Graphene oxide (GO) nanosheets with varied mass fractions were introduced into the shape memory capable poly(lactide-co-caprolactone) (PLCL) copolymer to prepare GO/PLCL composite nanofibers via electrospinning. Based on the tensile and shape memory properties of the produced GO/PLCL nanofiber films, an optimal GO mass fraction(m(GO)∶m(PLCL)), 0.5% was determined to maximize the reinforcing effect of the GO nanosheets to the PLCL fiber matrix. Thereafter, an alkaline amino acid lysine (Lys) was selected to functionalize the GO (0.5%) via 1-(3-dimethy laminopropyl)-3-ethylcarbodiimide/N-hydroxysuccinimide chemistry followed by electrospinning for the generation of multifunctional Lys-GO/PLCL nanofibers. A series of characterization including mechanical properties, shape memory performance, acidity neutralization capacity and osteogenic differentiation were subsequently carried out with the produced Lys-GO/PLCL nanofibers. The results showed that among the four groups of GO/PLCL nanofibers loaded with different GO mass fractions (i.e., 0, 0.5%, 1% and 2%), incorporation of 0.5% GO within the PLCL nanofibers gave rise to the most remarkable enhancement efficiency, which was evidenced by 28.4% increase in Young's modulus and 28.3% increase in shape recovery stress. With the introduction of merely 0.5% of Lys-GO into the PLCL nanofibers, it was found that the fiber morphology, tensile properties and shape recovery stress of the GO/PLCL could be largely preserved (>85%).

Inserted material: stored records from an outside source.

//! Planar multi-channel audio buffer.

use echoform_spec::Trim;

/// Decoded, planar audio: one `Vec<f32>` per channel, all of equal length.
///
/// This is the interchange type between the decoder, the buffer cache, the
/// player node and the render pipeline.
#[derive(Debug, Clone, PartialEq)]
pub struct AudioBuffer {
    channels: Vec<Vec<f32>>,
    sample_rate: u32,
}

impl AudioBuffer {
    /// Creates a buffer from planar channels.
    ///
    /// Channels longer than the shortest one are truncated.
    pub fn new(mut channels: Vec<Vec<f32>>, sample_rate: u32) -> Self {
        let frames = channels.iter().map(Vec::len).min().unwrap_or(0);
        for ch in &mut channels {
            ch.truncate(frames);
        }
        Self {
            channels,
            sample_rate,
        }
    }

    /// A silent buffer.
    pub fn silent(channel_count: usize, frames: usize, sample_rate: u32) -> Self {
        Self {
            channels: vec![vec![0.0; frames]; channel_count],
            sample_rate,
        }
    }

    /// Creates a buffer from interleaved samples. A trailing partial frame is dropped.
    pub fn from_interleaved(samples: &[f32], channel_count: usize, sample_rate: u32) -> Self {
        let channel_count = channel_count.max(1);
        let frames = samples.len() / channel_count;
        let mut channels = vec![Vec::with_capacity(frames); channel_count];
        for frame in samples.chunks_exact(channel_count) {
            for (ch, &s) in channels.iter_mut().zip(frame) {
                ch.push(s);
            }
        }
        Self {
            channels,
            sample_rate,
        }
    }

    /// Interleaved copy (L, R, L, R, ...).
    pub fn to_interleaved(&self) -> Vec<f32> {
        let frames = self.frames();
        let mut out = Vec::with_capacity(frames * self.channel_count());
        for i in 0..frames {
            for ch in &self.channels {
                out.push(ch[i]);
            }
        }
        out
    }

    /// Sample rate in Hz.
    pub fn sample_rate(&self) -> u32 {
        self.sample_rate
    }

    /// Number of channels.
    pub fn channel_count(&self) -> usize {
        self.channels.len()
    }

    /// Frames per channel.
    pub fn frames(&self) -> usize {
        self.channels.first().map_or(0, Vec::len)
    }

    /// Whether the buffer holds no frames.
    pub fn is_empty(&self) -> bool {
        self.frames() == 0
    }

    /// Duration in seconds.
    pub fn duration_secs(&self) -> f64 {
        if self.sample_rate == 0 {
            return 0.0;
        }
        self.frames() as f64 / f64::from(self.sample_rate)
    }

    /// Decoded size in bytes (f32 samples).
    pub fn size_bytes(&self) -> usize {
        self.frames() * self.channel_count() * std::mem::size_of::<f32>()
    }

    /// One channel's samples.
    pub fn channel(&self, index: usize) -> &[f32] {
        &self.channels[index]
    }

    /// Mutable channel access.
    pub fn channel_mut(&mut self, index: usize) -> &mut [f32] {
        &mut self.channels[index]
    }

    /// All channels.
    pub fn channels(&self) -> &[Vec<f32>] {
        &self.channels
    }

    /// Sample for output channel `ch`. Mono buffers feed every output channel;
    /// otherwise channels past the last repeat the last one.
    #[inline]
    pub fn sample(&self, ch: usize, frame: usize) -> f32 {
        match self.channels.len() {
            0 => 0.0,
            n => self.channels[ch.min(n - 1)].get(frame).copied().unwrap_or(0.0),
        }
    }

    /// Largest absolute sample across all channels.
    pub fn peak(&self) -> f32 {
        self.channels
            .iter()
            .flat_map(|ch| ch.iter())
            .fold(0.0f32, |acc, s| acc.max(s.abs()))
    }

    /// Copy restricted to a trim window.
    pub fn trimmed(&self, trim: &Trim) -> Self {
        let total = self.duration_secs();
        let start = (trim.start.clamp(0.0, total) * f64::from(self.sample_rate)).round() as usize;
        let len = (trim.length(total) * f64::from(self.sample_rate)).round() as usize;
        let start = start.min(self.frames());
        let end = (start + len).min(self.frames());
        Self {
            channels: self.channels.iter().map(|ch| ch[start..end].to_vec()).collect(),
            sample_rate: self.sample_rate,
        }
    }
}

#[cfg(test)]
mod tests {
    use super::*;

    #[test]
    fn interleave_round_trip() {
        let buf = AudioBuffer::new(vec![vec![1.0, 2.0], vec![-1.0, -2.0]], 48000);
        let inter = buf.to_interleaved();
        assert_eq!(inter, vec![1.0, -1.0, 2.0, -2.0]);
        assert_eq!(AudioBuffer::from_interleaved(&inter, 2, 48000), buf);
    }

    #[test]
    fn ragged_channels_truncate() {
        let buf = AudioBuffer::new(vec![vec![0.0; 10], vec![0.0; 7]], 8000);
        assert_eq!(buf.frames(), 7);
        assert_eq!(buf.size_bytes(), 7 * 2 * 4);
    }

    #[test]
    fn mono_feeds_all_outputs() {
        let buf = AudioBuffer::new(vec![vec![0.25, 0.5]], 8000);
        assert_eq!(buf.sample(0, 1), 0.5);
        assert_eq!(buf.sample(1, 1), 0.5);
        assert_eq!(buf.sample(1, 9), 0.0);
    }

    #[test]
    fn trim_selects_window() {
        let buf = AudioBuffer::new(vec![(0..100).map(|i| i as f32).collect()], 100);
        let trimmed = buf.trimmed(&Trim {
            start: 0.25,
            end: Some(0.5),
        });
        assert_eq!(trimmed.frames(), 25);
        assert_eq!(trimmed.channel(0)[0], 25.0);
        assert!((trimmed.duration_secs() - 0.25).abs() < 1e-9);
    }
}
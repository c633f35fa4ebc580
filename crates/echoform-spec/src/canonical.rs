//! Deterministic ordering of a [`GraphSpec`].
//!
//! Two specs that describe the same graph canonicalize to equal values, and
//! therefore serialize to identical bytes. Collections are sorted by their ids
//! (connections and sends by their endpoints), automation points by time, and
//! negative zero is folded to zero. Parameter and metadata maps are `BTreeMap`s
//! and already serialize in key order.

use crate::model::{GraphSpec, ParamValue};
use std::cmp::Ordering;

/// Returns the canonical form of `spec`. Idempotent.
pub fn canonicalize(spec: &GraphSpec) -> GraphSpec {
    let mut out = spec.clone();
    canonicalize_in_place(&mut out);
    out
}

/// In-place variant of [`canonicalize`].
pub fn canonicalize_in_place(spec: &mut GraphSpec) {
    spec.tempo = fold_zero(spec.tempo);
    spec.mix.master_gain = fold_zero(spec.mix.master_gain);

    spec.assets.sort_by(|a, b| a.id.cmp(&b.id));
    for asset in &mut spec.assets {
        if let Some(trim) = &mut asset.trim {
            trim.start = fold_zero(trim.start);
            trim.end = trim.end.map(fold_zero);
        }
    }

    spec.nodes.sort_by(|a, b| a.id.cmp(&b.id));
    for node in &mut spec.nodes {
        for value in node.params.values_mut() {
            if let ParamValue::Number(v) = value {
                *v = fold_zero(*v);
            }
        }
    }

    spec.connections.sort();

    spec.automations
        .sort_by(|a, b| a.id.cmp(&b.id).then_with(|| a.node_id.cmp(&b.node_id)));
    for auto in &mut spec.automations {
        auto.start_time = fold_zero(auto.start_time);
        auto.end_time = fold_zero(auto.end_time);
        for point in &mut auto.curve.points {
            point.t = fold_zero(point.t);
            point.value = fold_zero(point.value);
        }
        auto.curve
            .points
            .sort_by(|a, b| a.t.partial_cmp(&b.t).unwrap_or(Ordering::Equal));
    }

    spec.buses.sort_by(|a, b| a.id.cmp(&b.id));
    for bus in &mut spec.buses {
        bus.gain = fold_zero(bus.gain);
    }

    for send in &mut spec.sends {
        send.amount = fold_zero(send.amount);
    }
    spec.sends.sort_by(|a, b| {
        a.from
            .cmp(&b.from)
            .then_with(|| a.bus.cmp(&b.bus))
            .then_with(|| a.amount.partial_cmp(&b.amount).unwrap_or(Ordering::Equal))
    });
}

/// Compact canonical JSON bytes, the input to content hashing.
pub fn canonical_bytes(spec: &GraphSpec) -> Vec<u8> {
    // GraphSpec contains only strings, finite-or-null numbers and maps with
    // string keys, which serde_json always serializes.
    serde_json::to_vec(&canonicalize(spec)).unwrap_or_default()
}

fn fold_zero(v: f64) -> f64 {
    if v == 0.0 { 0.0 } else { v }
}

#[cfg(test)]
mod tests {
    use super::*;
    use crate::model::{AutomationDef, NodeDef};

    fn shuffled() -> (GraphSpec, GraphSpec) {
        let a = GraphSpec::default()
            .with_node(NodeDef::new("b", "gain"))
            .with_node(NodeDef::new("a", "oscillator").with_param("frequency", 220.0))
            .with_connection("a", "b");
        let b = GraphSpec::default()
            .with_node(NodeDef::new("a", "oscillator").with_param("frequency", 220.0))
            .with_node(NodeDef::new("b", "gain"))
            .with_connection("a", "b");
        (a, b)
    }

    #[test]
    fn order_independent() {
        let (a, b) = shuffled();
        assert_ne!(a, b);
        assert_eq!(canonicalize(&a), canonicalize(&b));
        assert_eq!(canonical_bytes(&a), canonical_bytes(&b));
    }

    #[test]
    fn idempotent() {
        let (a, _) = shuffled();
        let once = canonicalize(&a);
        assert_eq!(canonicalize(&once), once);
    }

    #[test]
    fn folds_negative_zero_and_sorts_points() {
        let spec = GraphSpec::default()
            .with_node(NodeDef::new("g", "gain").with_param("gain", -0.0))
            .with_automation(AutomationDef::linear(
                "a",
                "g",
                "gain",
                0.0,
                2.0,
                &[(2.0, 0.0), (0.0, 1.0)],
            ));
        let canon = canonicalize(&spec);
        let gain = canon.nodes[0].params["gain"].as_f64().unwrap();
        assert!(gain.is_sign_positive());
        assert_eq!(canon.automations[0].curve.points[0].t, 0.0);
    }
}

Most importantly, it was demonstrated that the developed Lys-GO/PLCL nanofibers not only enabled neutralize the acidic degradation products of the PLCL (e.g., the pH acidity was neutralized to 5.2 for the Lys-GO/PLCL nanofibers, compared to that of the GO/PLCL counterpart with a pH of 4.2), but also possessed good cytocompatibility and osteogenic differentiation capacity in the mouse bone mesenchymal stem cells (rBMSCs). This newly developed shape memory capable Lys-GO/PLCL fibers may find applications in the construction of multifunctional bone tissue engineering scaffolds.